[pypy-dev] Interpreter level array implementation

Fri Jul 2 22:12:19 CEST 2010

On Fri, Jul 2, 2010 at 2:59 PM, Hakan Ardo <hakan at debian.org> wrote:
> Hi,
> we got the simplest possible interpreter level implementation of an
> array-like object running (in the interplevel-array branch) and it
> executes my previous example about 2 times slower than optimized C.
> Attached is the trace generated by the following example:
>
>    img=array(640*480);   l=0;   i=0;
>    while i<640*480:
>        l+=img[i]
>        i+=1
>
> a simplified version of that trace is:
>
>   1. [p0, p1, p2, p3, i4, p5, p6, p7, p8, p9, p10, f11, i]
>   2. i14 = int_lt(i, 307200)
>   3.   guard_true(i14, descr=<Guard1>)
>   4.   guard_nonnull_class(p10, 145745952, descr=<Guard2>)
>   5. img = getfield_gc(p10, descr=<GcPtrFieldDescr 8>)
>   6. f17 = getarrayitem_gc(img, i, descr=<FloatArrayDescr>)
>   7. f18 = float_add(f11, f17)
>   8. i20 = int_add_ovf(i, 1)
>   9.   guard_no_overflow(, descr=<Guard3>) #
>  10. i23 = getfield_raw(149604768, descr=<SignedFieldDescr 0>)
>  11. i25 = int_add(i23, 1)
>  12. setfield_raw(149604768, i25, descr=<SignedFieldDescr 0>)
>  13. i28 = int_and(i25, -2131755008)
>  14. i29 = int_is_true(i28)
>  15.   guard_false(i29, descr=<Guard4>)
>  16. jump(p0, p1, p2, p3, 27, ConstPtr(ptr31), ConstPtr(ptr32),
>           ConstPtr(ptr33), p8, p9, p10, f18, i20)
>
> Does these operation more or less correspond to assembler
> instructions?
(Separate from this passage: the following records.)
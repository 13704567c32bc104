//! Content addresses for attachments.
//!
//! An attachment is identified by the SHA-256 digest of its raw bytes. The
//! same digest is used to dedupe repeated selections on the client and to let
//! the server group the chunks that belong to one file.

use std::fmt;
use std::str::FromStr;

use serde::{Deserialize, Serialize};
use sha2::{Digest, Sha256};
use thiserror::Error;

/// Error returned when a string is not a valid content address.
#[derive(Debug, Clone, PartialEq, Eq, Error)]
#[error("invalid content hash {value:?}: expected {expected} lowercase hex characters")]
pub struct InvalidContentHash {
    /// The rejected input.
    pub value: String,
    /// Required length in characters.
    pub expected: usize,
}

/// Lowercase hex SHA-256 digest of a file's exact bytes.
///
/// # Example
///
/// ```
/// use journal_core::ContentHash;
///
/// let hash = ContentHash::of(b"hello");
/// assert_eq!(hash.as_str().len(), ContentHash::HEX_LEN);
/// assert_eq!(hash, ContentHash::of(b"hello"));
/// ```
#[derive(Debug, Clone, PartialEq, Eq, Hash, PartialOrd, Ord, Serialize, Deserialize)]
#[serde(try_from = "String", into = "String")]
pub struct ContentHash(String);

impl ContentHash {
    /// Length of the hex rendering.
    pub const HEX_LEN: usize = 64;

    /// Compute the content address of `bytes`.
    #[must_use]
    pub fn of(bytes: &[u8]) -> Self {
        let mut hasher = Sha256::new();
        hasher.update(bytes);
        Self(hex::encode(hasher.finalize()))
    }

    /// Parse an existing hex digest.
    pub fn parse(value: &str) -> Result<Self, InvalidContentHash> {
        let valid = value.len() == Self::HEX_LEN
            && value
                .bytes()
                .all(|b| b.is_ascii_digit() || (b'a'..=b'f').contains(&b));
        if valid {
            Ok(Self(value.to_owned()))
        } else {
            Err(InvalidContentHash {
                value: value.to_owned(),
                expected: Self::HEX_LEN,
            })
        }
    }

    /// The full hex digest.
    pub fn as_str(&self) -> &str {
        &self.0
    }

    /// Abbreviated digest for log lines and terminal output.
    pub fn short(&self) -> &str {
        &self.0[..12]
    }
}

impl fmt::Display for ContentHash {
    fn fmt(&self, f: &mut fmt::Formatter<'_>) -> fmt::Result {
        f.write_str(&self.0)
    }
}

impl AsRef<str> for ContentHash {
    fn as_ref(&self) -> &str {
        &self.0
    }
}

impl FromStr for ContentHash {
    type Err = InvalidContentHash;

    fn from_str(s: &str) -> Result<Self, Self::Err> {
        Self::parse(s)
    }
}

impl TryFrom<String> for ContentHash {
    type Error = InvalidContentHash;

    fn try_from(value: String) -> Result<Self, Self::Error> {
        Self::parse(&value)
    }
}

impl From<ContentHash> for String {
    fn from(hash: ContentHash) -> Self {
        hash.0
    }
}

#[cfg(test)]
mod tests {
    use super::*;

    #[test]
    fn known_digest_of_empty_input() {
        let hash = ContentHash::of(b"");
        assert_eq!(
            hash.as_str(),
            "e3b0c44298fc1c149afbf4c8996fb92427ae41e4649b934ca495991b7852b855"
        );
    }

    #[test]
    fn identical_bytes_share_an_address() {
        let a = ContentHash::of(b"same bytes");
        let b = ContentHash::of(b"same bytes");
        let c = ContentHash::of(b"other bytes");
        assert_eq!(a, b);
        assert_ne!(a, c);
    }

    #[test]
    fn parse_accepts_own_rendering() {
        let hash = ContentHash::of(b"abc");
        let parsed: ContentHash = hash.as_str().parse().unwrap();
        assert_eq!(parsed, hash);
    }

    #[test]
    fn parse_rejects_wrong_length_and_uppercase() {
        assert!(ContentHash::parse("abc").is_err());
        let upper = ContentHash::of(b"abc").as_str().to_uppercase();
        let err = ContentHash::parse(&upper).unwrap_err();
        assert_eq!(err.expected, ContentHash::HEX_LEN);
    }

    #[test]
    fn short_form_is_prefix() {
        let hash = ContentHash::of(b"abc");
        assert!(hash.as_str().starts_with(hash.short()));
        assert_eq!(hash.short().len(), 12);
    }

    #[test]
    fn serde_uses_plain_string() {
        let hash = ContentHash::of(b"abc");
        let json = serde_json::to_string(&hash).unwrap();
        assert_eq!(json, format!("\"{hash}\""));
        let back: ContentHash = serde_json::from_str(&json).unwrap();
        assert_eq!(back, hash);
        assert!(serde_json::from_str::<ContentHash>("\"nope\"").is_err());
    }
}
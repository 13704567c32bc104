//! Core types shared by the journal client crates.
//!
//! This crate has no I/O. It holds the content-address primitive, the chunking
//! arithmetic, the draft wire types and the status vocabulary used by the sync
//! engine.

pub mod chunk;
pub mod draft;
pub mod hash;
pub mod reply;
pub mod status;
pub mod wordcount;

pub use chunk::{ChunkPlan, DEFAULT_CHUNK_SIZE};
pub use draft::{DraftReply, FieldSnapshot, SaveDraftRequest};
pub use hash::{ContentHash, InvalidContentHash};
pub use status::{SyncStatus, TIMESTAMP_FORMAT, format_timestamp};
pub use wordcount::{DEFAULT_WORD_TARGET, describe_word_count, is_word_target_met, word_count};
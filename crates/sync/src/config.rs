use std::time::Duration;

use journal_core::DEFAULT_CHUNK_SIZE;
use serde::Deserialize;

use crate::error::SyncError;

/// Top-level configuration for the journal client, usually loaded from TOML.
///
/// # Example
///
/// ```toml
/// page_url = "http://localhost:8848/journal?apikey=secret"
///
/// [draft]
/// interval_ms = 2500
///
/// [upload]
/// chunk_size = 125000
/// stagger_ms = 200
/// ```
#[derive(Debug, Clone, Default, Deserialize)]
pub struct SyncConfig {
    /// URL of the editing page. Endpoints resolve relative to it.
    #[serde(default)]
    pub page_url: Option<String>,
    /// Optional per-request timeout in seconds. Unset means no timeout.
    #[serde(default)]
    pub request_timeout_secs: Option<u64>,
    /// Draft autosave settings.
    #[serde(default)]
    pub draft: DraftConfig,
    /// Attachment upload settings.
    #[serde(default)]
    pub upload: UploadConfig,
}

impl SyncConfig {
    /// Check every value that would make the engines misbehave.
    pub fn validate(&self) -> Result<(), SyncError> {
        self.draft.validate()?;
        self.upload.validate()?;
        if self.request_timeout_secs == Some(0) {
            return Err(SyncError::Config(
                "request_timeout_secs must be greater than zero".into(),
            ));
        }
        Ok(())
    }

    /// The configured request timeout.
    pub fn request_timeout(&self) -> Option<Duration> {
        self.request_timeout_secs.map(Duration::from_secs)
    }
}

/// Settings of the draft sync engine.
#[derive(Debug, Clone, Deserialize)]
pub struct DraftConfig {
    /// Change-detection interval in milliseconds.
    #[serde(default = "default_interval_ms")]
    pub interval_ms: u64,
    /// Skip ticks while a save is still in flight.
    ///
    /// Off by default: a slow save may overlap with the save started by the
    /// next tick, and both may carry the same (possibly empty) draft id.
    #[serde(default)]
    pub serialize_saves: bool,
}

impl Default for DraftConfig {
    fn default() -> Self {
        Self {
            interval_ms: default_interval_ms(),
            serialize_saves: false,
        }
    }
}

impl DraftConfig {
    /// Change-detection interval.
    pub fn interval(&self) -> Duration {
        Duration::from_millis(self.interval_ms)
    }

    /// Reject a zero interval.
    pub fn validate(&self) -> Result<(), SyncError> {
        if self.interval_ms == 0 {
            return Err(SyncError::Config(
                "draft.interval_ms must be greater than zero".into(),
            ));
        }
        Ok(())
    }
}

/// Settings of the attachment upload pipeline.
#[derive(Debug, Clone, Deserialize)]
pub struct UploadConfig {
    /// Chunk size in bytes.
    #[serde(default = "default_chunk_size")]
    pub chunk_size: usize,
    /// Delay between the start of consecutive uploads of one selection, in
    /// milliseconds.
    #[serde(default = "default_stagger_ms")]
    pub stagger_ms: u64,
}

impl Default for UploadConfig {
    fn default() -> Self {
        Self {
            chunk_size: default_chunk_size(),
            stagger_ms: default_stagger_ms(),
        }
    }
}

impl UploadConfig {
    /// Stagger step between uploads.
    pub fn stagger(&self) -> Duration {
        Duration::from_millis(self.stagger_ms)
    }

    /// Reject a zero chunk size.
    pub fn validate(&self) -> Result<(), SyncError> {
        if self.chunk_size == 0 {
            return Err(SyncError::Config(
                "upload.chunk_size must be greater than zero".into(),
            ));
        }
        Ok(())
    }
}

fn default_interval_ms() -> u64 {
    2500
}

fn default_chunk_size() -> usize {
    DEFAULT_CHUNK_SIZE
}

fn default_stagger_ms() -> u64 {
    200
}
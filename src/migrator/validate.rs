//! Pre-flight checks run before the first mutation of a batch.

use tracing::debug;

use crate::error::{Error, Result};
use crate::gateway::Gateway;

use super::MigratorConfig;

/// Verifies every object named by `config` exists.
///
/// A missing object is reported as `ResourceNotFound` naming the input that
/// pointed at it; other lookup failures propagate unchanged.
pub async fn preflight(gateway: &Gateway, config: &MigratorConfig) -> Result<()> {
    if config.destination_storage_class.is_empty() {
        return Err(Error::Configuration(
            "destination storage class is required".to_string(),
        ));
    }
    if config.source_storage_class.is_none() && config.single_claim.is_none() {
        return Err(Error::Configuration(
            "either a source storage class or a single claim must be given".to_string(),
        ));
    }

    check(
        "destination storage class",
        &config.destination_storage_class,
        gateway
            .get_storage_class(&config.destination_storage_class)
            .await
            .map(|_| ()),
    )?;

    if let Some(source) = &config.source_storage_class {
        check(
            "source storage class",
            source,
            gateway.get_storage_class(source).await.map(|_| ()),
        )?;
    }

    check(
        "rook namespace",
        &config.rook_namespace,
        gateway.get_namespace(&config.rook_namespace).await,
    )?;
    check(
        "ceph cluster namespace",
        &config.ceph_namespace,
        gateway.get_namespace(&config.ceph_namespace).await,
    )?;

    debug!("Pre-flight checks passed");
    Ok(())
}

fn check(input: &str, value: &str, outcome: Result<()>) -> Result<()> {
    match outcome {
        Err(Error::ResourceNotFound { kind, .. }) => Err(Error::ResourceNotFound {
            kind,
            name: format!("{} (from {})", value, input),
        }),
        other => other,
    }
}
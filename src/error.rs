//! Error types for the PV Migrator

use std::time::Duration;

use thiserror::Error;

/// Result type alias using our Error type
pub type Result<T> = std::result::Result<T, Error>;

/// Errors that can occur while migrating volume claims
#[derive(Error, Debug)]
pub enum Error {
    // =========================================================================
    // Control Plane Errors
    // =========================================================================
    /// Kubernetes API error
    #[error("Kubernetes API error: {0}")]
    Kube(#[from] kube::Error),

    /// Control-plane call failed for a reason other than the object being absent
    #[error("Control plane transport failure: {0}")]
    Transport(String),

    /// Control-plane object absent
    #[error("Resource not found: {kind}/{name}")]
    ResourceNotFound { kind: String, name: String },

    /// A bounded wait did not converge
    #[error("Timed out after {duration:?} waiting for {what}")]
    Timeout { what: String, duration: Duration },

    /// Both sides report Bound but do not reference each other
    #[error("Consistency violation: {0}")]
    ConsistencyViolation(String),

    // =========================================================================
    // Configuration / Credential Data Errors
    // =========================================================================
    /// The storage-cluster registry payload could not be parsed
    #[error("Malformed storage cluster registry: {0}")]
    MalformedRegistry(String),

    /// A required field is absent or empty
    #[error("Missing field {field} in {resource}")]
    MissingField { resource: String, field: String },

    /// Invalid operator input
    #[error("Configuration error: {0}")]
    Configuration(String),

    // =========================================================================
    // Backing Storage Errors
    // =========================================================================
    /// Storage command exited non-zero
    #[error("Storage command '{command}' failed: {output}")]
    StorageCommandFailed { command: String, output: String },

    /// Credential file could not be written
    #[error("Failed to write credential file: {0}")]
    CredentialWriteFailed(#[source] std::io::Error),

    /// Credential file could not be removed
    #[error("Failed to remove credential file: {0}")]
    CredentialCleanupFailed(#[source] std::io::Error),

    // =========================================================================
    // Migration Errors
    // =========================================================================
    /// A claim's migration aborted at a given step
    #[error("Migration of claim {namespace}/{name} failed at step {step}: {source}")]
    ClaimMigrationFailed {
        namespace: String,
        name: String,
        step: String,
        #[source]
        source: Box<Error>,
    },

    /// Internal error
    #[error("Internal error: {0}")]
    Internal(String),
}

impl Error {
    /// Shorthand for a `ResourceNotFound` error
    pub fn not_found(kind: &str, name: impl Into<String>) -> Self {
        Error::ResourceNotFound {
            kind: kind.to_string(),
            name: name.into(),
        }
    }

    /// Shorthand for a `MissingField` error
    pub fn missing_field(resource: impl Into<String>, field: &str) -> Self {
        Error::MissingField {
            resource: resource.into(),
            field: field.to_string(),
        }
    }

    /// True when the underlying control-plane object does not exist
    pub fn is_not_found(&self) -> bool {
        matches!(self.root(), Error::ResourceNotFound { .. })
    }

    /// Strips claim/step context and returns the error that actually occurred
    pub fn root(&self) -> &Error {
        match self {
            Error::ClaimMigrationFailed { source, .. } => source.root(),
            other => other,
        }
    }
}
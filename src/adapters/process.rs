//! Process Command Adapter
//!
//! Implements the `CommandRunner` port by spawning a child process.

use async_trait::async_trait;
use tokio::process::Command;

use crate::domain::{CommandOutput, CommandRunner};
use crate::error::{Error, Result};

/// Runs programs from `PATH` and captures stdout + stderr.
#[derive(Debug, Clone, Copy, Default)]
pub struct ProcessCommandRunner;

#[async_trait]
impl CommandRunner for ProcessCommandRunner {
    async fn run(&self, program: &str, args: &[String]) -> Result<CommandOutput> {
        let output = Command::new(program)
            .args(args)
            .kill_on_drop(true)
            .output()
            .await
            .map_err(|e| Error::StorageCommandFailed {
                command: format!("{} {}", program, args.first().map(String::as_str).unwrap_or("")),
                output: format!("failed to launch: {}", e),
            })?;

        let mut combined = String::from_utf8_lossy(&output.stdout).into_owned();
        combined.push_str(&String::from_utf8_lossy(&output.stderr));

        Ok(CommandOutput {
            success: output.status.success(),
            output: combined,
        })
    }
}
I guess that the extra overhead here as compared to the
> the C version would be line 4, 5, 9 and 10-15. What's 10-15 all about?
> I guess that most of these additional operation would not affect the
> performance of more complicated loops as they will only occur once per
> loop (although combining the guard on line 9 with line 3 might be a
> possible optimization)? Line 4 will appear once for each array used in
> the loop and line 5 once for every array access, right?
>
> Can the array implementation be designed in someway that would not
> generate line 5 above? Or would it be possible to get rid of it by
> some optimization?
>
> --
> Håkan Ardö
>
> _______________________________________________
> pypy-dev at codespeak.net
> http://codespeak.net/mailman/listinfo/pypy-dev
>

In addition to the things you noted, I guess the int overflow check
can be optimized out, since i+=1 can never cause it to overflow given
that i is bounded at 640*480.  I suppose in general that would require
more dataflow analysis.

Alex

-- 
"I disapprove of what you say, but I will defend to the death your
right to say it." -- Voltaire
"The people's good is the highest law." -- Cicero
"Code can always be simpler than you think, but never as simple as you
want" -- Me